## WHAT YOU WILL DO
Find the line below that contains "pub mod icons;". Transcribe it and every line after it exactly, adding nothing.

——

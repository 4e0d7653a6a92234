// File: src/login.rs
// Purpose: Schema for the login form as the client validates it

use caret_forms::{ControlKind, FieldConstraints, FieldSchema, FormSchema};

/// Form id the login page registers under
pub const LOGIN_FORM_ID: &str = "login-form";

/// Declarative schema for the login form
///
/// Username is required and capped at 150 characters; password is required.
pub fn login_form() -> FormSchema {
    FormSchema::new(LOGIN_FORM_ID)
        .field(
            FieldSchema::new("username")
                .with_label("Username")
                .with_constraints(FieldConstraints::new().required().max_length(150)),
        )
        .field(
            FieldSchema::new("password")
                .with_label("Password")
                .with_control(ControlKind::Password)
                .with_constraints(FieldConstraints::new().required()),
        )
}
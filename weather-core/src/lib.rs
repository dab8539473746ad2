//! Core library for the `pirate-weather` CLI.
//!
//! This crate defines:
//! - Configuration resolution from flags and environment
//! - The Pirate Weather forecast provider
//! - Emoji, moon phase and local time mapping
//! - The printed report
//!
//! It is used by `pirate-weather`, but can also be reused by other binaries.

pub mod clock;
pub mod config;
pub mod error;
pub mod icons;
pub mod model;
pub mod provider;
pub mod report;

pub use config::{Config, Overrides, Units};
pub use error::WeatherError;
pub use model::{Location, WeatherRequest, WeatherSnapshot};
pub use provider::{WeatherProvider, provider_from_config};
pub use report::{Report, current_report};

——

## TASK SOLUTION
pub mod icons;
pub mod model;
pub mod provider;
pub mod report;

pub use config::{Config, Overrides, Units};
pub use error::WeatherError;
pub use model::{Location, WeatherRequest, WeatherSnapshot};
pub use provider::{WeatherProvider, provider_from_config};
pub use report::{Report, current_report};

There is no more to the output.